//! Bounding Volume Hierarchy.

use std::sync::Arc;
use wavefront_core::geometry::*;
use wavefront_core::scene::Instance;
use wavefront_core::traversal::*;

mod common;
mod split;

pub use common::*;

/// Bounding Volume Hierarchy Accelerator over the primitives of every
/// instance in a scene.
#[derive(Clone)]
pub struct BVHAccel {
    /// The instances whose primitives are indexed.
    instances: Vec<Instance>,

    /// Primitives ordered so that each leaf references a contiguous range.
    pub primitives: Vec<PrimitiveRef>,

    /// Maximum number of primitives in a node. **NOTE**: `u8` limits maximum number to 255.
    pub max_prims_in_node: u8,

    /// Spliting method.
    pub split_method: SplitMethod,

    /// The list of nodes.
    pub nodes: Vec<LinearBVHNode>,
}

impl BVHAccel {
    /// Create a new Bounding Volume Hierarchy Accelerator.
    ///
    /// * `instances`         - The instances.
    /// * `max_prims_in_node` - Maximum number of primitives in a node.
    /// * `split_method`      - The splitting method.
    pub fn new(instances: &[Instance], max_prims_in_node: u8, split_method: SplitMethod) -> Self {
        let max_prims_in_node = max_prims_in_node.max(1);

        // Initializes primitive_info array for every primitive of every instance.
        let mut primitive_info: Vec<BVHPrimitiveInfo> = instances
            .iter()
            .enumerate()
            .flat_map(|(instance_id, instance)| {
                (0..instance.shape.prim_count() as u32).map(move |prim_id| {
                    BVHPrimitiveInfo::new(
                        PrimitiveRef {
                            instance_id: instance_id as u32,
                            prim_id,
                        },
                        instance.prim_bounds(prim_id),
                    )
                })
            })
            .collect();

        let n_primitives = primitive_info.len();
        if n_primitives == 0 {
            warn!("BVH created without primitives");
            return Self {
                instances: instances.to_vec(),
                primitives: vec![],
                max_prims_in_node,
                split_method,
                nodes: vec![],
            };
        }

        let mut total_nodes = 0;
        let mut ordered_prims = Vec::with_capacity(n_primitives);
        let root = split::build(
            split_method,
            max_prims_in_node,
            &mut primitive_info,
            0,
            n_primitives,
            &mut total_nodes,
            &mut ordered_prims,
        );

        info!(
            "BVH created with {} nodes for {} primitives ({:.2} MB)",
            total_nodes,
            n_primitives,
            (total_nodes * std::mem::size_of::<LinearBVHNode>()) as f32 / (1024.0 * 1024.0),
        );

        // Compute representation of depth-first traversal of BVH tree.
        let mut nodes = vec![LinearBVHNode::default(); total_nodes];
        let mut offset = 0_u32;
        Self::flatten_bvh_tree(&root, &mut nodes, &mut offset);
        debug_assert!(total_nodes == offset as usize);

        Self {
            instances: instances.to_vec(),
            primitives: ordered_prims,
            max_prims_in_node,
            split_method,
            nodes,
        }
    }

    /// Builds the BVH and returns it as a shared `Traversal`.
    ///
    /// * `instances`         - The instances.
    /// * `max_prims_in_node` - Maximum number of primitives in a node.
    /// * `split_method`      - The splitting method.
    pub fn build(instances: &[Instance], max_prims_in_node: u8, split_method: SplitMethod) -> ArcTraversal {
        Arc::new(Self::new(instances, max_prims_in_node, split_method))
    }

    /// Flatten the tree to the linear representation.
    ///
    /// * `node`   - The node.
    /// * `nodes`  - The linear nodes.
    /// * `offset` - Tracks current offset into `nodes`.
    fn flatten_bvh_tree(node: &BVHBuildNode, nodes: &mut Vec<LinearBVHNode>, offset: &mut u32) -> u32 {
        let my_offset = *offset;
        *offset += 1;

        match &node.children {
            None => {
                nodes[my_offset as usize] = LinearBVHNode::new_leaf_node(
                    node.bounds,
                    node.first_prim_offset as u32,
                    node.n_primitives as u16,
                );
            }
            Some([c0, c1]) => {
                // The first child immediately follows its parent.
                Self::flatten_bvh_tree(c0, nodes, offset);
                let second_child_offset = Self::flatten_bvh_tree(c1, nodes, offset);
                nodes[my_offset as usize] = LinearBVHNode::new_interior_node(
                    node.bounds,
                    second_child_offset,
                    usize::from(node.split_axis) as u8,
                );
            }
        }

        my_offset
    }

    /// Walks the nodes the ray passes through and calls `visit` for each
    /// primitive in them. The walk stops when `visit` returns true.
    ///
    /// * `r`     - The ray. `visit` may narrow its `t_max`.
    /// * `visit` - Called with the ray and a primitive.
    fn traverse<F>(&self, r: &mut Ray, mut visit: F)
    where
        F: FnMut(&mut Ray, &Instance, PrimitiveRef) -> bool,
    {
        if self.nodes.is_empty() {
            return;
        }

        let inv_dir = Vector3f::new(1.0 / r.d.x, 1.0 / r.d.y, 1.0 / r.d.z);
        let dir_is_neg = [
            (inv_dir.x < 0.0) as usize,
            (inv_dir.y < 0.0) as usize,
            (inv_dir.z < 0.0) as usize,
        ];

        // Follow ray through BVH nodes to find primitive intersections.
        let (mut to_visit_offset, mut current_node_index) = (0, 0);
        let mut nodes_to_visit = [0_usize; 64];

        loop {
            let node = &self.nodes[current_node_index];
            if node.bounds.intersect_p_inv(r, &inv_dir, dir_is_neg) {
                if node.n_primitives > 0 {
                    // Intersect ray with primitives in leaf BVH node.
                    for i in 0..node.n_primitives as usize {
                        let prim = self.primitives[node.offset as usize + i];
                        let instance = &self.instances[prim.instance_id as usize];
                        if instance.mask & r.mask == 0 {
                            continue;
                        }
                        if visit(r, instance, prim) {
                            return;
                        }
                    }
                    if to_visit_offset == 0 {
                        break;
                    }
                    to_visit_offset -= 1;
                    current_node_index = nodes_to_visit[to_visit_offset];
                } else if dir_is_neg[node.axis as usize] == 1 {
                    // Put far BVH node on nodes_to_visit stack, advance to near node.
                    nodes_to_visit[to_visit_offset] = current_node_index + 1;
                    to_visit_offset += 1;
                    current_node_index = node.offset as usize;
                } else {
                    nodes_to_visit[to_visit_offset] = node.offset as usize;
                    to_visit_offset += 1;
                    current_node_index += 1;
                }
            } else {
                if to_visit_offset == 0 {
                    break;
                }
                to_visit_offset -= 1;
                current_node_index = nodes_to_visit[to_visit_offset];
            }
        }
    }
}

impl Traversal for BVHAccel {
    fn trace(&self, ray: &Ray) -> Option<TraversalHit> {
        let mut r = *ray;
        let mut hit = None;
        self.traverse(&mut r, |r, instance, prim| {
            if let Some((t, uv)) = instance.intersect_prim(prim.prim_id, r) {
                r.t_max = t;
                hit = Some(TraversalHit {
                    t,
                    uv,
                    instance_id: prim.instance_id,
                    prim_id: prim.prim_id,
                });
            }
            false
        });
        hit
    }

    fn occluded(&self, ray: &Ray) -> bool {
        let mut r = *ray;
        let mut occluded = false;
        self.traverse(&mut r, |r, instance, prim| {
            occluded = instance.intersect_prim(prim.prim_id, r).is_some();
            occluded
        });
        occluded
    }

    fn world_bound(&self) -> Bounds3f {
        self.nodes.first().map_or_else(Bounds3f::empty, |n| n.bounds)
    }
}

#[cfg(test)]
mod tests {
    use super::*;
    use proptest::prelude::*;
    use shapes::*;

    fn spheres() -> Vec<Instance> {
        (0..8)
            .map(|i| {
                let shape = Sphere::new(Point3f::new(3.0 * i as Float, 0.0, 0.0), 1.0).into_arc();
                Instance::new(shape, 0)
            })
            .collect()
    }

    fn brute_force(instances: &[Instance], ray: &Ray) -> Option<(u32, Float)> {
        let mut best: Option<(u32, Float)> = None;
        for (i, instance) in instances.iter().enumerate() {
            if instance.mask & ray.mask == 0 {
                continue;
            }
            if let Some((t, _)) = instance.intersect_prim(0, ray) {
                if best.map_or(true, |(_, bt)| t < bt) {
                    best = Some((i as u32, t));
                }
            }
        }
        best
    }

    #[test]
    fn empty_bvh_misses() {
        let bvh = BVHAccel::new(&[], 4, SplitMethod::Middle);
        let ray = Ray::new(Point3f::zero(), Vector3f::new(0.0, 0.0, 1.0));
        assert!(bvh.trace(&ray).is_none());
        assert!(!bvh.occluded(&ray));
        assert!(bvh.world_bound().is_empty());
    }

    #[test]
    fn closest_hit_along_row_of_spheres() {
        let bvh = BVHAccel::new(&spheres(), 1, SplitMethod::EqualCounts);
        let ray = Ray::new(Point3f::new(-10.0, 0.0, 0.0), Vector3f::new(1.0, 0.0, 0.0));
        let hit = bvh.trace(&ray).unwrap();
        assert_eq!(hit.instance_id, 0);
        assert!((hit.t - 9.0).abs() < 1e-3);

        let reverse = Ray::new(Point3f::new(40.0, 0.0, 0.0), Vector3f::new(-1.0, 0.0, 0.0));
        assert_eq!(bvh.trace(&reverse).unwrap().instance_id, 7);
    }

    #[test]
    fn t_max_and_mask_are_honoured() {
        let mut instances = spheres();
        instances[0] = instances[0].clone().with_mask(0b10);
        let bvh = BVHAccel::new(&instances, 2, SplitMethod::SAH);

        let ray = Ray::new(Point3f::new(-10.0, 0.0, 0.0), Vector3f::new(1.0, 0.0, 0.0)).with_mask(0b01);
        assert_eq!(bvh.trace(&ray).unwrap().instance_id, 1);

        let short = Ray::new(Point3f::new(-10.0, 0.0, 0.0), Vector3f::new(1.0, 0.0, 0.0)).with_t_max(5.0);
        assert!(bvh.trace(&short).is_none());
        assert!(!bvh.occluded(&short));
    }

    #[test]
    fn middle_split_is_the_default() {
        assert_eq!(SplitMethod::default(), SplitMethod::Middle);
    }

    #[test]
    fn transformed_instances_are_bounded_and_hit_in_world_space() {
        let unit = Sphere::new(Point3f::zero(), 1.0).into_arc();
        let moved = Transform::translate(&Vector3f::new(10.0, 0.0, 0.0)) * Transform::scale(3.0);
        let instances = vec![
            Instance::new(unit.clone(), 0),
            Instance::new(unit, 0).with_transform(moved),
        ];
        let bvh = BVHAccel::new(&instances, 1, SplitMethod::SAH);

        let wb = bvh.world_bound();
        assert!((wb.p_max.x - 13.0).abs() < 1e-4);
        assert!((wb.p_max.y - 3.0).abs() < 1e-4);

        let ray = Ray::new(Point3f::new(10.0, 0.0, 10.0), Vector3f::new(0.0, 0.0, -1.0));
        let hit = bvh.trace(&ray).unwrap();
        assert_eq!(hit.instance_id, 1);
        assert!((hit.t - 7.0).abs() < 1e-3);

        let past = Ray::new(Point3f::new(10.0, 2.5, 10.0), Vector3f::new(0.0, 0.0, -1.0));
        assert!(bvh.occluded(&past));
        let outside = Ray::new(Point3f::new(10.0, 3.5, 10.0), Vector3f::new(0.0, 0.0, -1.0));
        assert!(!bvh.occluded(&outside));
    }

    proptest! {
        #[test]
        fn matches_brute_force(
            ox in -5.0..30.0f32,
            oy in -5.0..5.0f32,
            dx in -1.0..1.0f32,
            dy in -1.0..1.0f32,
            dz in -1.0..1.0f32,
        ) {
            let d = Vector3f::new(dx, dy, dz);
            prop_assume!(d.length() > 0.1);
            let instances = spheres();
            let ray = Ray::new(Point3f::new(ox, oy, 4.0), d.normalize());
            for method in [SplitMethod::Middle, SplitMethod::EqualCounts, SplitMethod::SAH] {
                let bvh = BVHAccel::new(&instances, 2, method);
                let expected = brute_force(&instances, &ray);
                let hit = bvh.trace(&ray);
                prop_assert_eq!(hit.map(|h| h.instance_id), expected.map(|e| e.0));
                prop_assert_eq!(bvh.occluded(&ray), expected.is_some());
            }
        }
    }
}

...

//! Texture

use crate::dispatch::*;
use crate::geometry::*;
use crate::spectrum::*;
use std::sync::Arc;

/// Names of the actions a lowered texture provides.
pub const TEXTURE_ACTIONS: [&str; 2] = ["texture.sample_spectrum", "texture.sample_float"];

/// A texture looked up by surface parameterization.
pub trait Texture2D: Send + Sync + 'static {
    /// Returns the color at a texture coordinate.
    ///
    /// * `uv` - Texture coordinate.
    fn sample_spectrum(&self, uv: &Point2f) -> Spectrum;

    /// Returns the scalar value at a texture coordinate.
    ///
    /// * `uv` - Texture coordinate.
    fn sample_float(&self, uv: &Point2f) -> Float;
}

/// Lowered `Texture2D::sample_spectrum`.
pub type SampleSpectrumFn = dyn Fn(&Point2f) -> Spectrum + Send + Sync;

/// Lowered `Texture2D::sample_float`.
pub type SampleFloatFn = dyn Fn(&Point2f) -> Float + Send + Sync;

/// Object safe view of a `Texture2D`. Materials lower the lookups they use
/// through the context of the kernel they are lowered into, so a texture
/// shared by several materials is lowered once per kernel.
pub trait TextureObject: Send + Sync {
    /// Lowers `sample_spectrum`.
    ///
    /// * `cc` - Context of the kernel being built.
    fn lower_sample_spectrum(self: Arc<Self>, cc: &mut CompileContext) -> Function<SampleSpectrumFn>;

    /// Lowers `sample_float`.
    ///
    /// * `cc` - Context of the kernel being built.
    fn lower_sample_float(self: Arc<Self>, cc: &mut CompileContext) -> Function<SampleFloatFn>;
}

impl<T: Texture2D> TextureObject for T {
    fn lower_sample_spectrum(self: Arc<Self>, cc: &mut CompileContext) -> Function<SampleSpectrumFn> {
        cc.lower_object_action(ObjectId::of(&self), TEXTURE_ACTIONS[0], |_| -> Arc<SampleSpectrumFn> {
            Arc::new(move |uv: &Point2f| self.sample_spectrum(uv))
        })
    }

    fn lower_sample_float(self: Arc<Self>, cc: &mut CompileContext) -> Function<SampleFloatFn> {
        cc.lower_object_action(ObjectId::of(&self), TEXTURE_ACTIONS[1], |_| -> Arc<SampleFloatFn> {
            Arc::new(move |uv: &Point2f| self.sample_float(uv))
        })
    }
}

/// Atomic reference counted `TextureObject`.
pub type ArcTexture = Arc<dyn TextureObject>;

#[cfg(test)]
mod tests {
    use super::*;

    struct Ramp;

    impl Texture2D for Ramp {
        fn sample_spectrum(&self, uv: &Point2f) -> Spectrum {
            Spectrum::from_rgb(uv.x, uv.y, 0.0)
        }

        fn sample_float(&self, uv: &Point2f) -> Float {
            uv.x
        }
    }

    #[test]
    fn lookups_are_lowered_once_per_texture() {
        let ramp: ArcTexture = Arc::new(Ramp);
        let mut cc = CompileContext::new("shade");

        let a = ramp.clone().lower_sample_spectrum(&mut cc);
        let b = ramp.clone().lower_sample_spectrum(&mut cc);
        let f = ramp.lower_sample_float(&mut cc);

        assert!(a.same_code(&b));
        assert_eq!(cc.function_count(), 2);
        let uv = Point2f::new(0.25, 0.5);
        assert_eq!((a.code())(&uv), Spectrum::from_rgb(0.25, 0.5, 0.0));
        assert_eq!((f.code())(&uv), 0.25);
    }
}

— REQUIRED ACTION —
Using the listing, collect all lines in which the string "every" is found.

— EXERCISE RESPONSE —
/// Bounding Volume Hierarchy Accelerator over the primitives of every
        // Initializes primitive_info array for every primitive of every instance.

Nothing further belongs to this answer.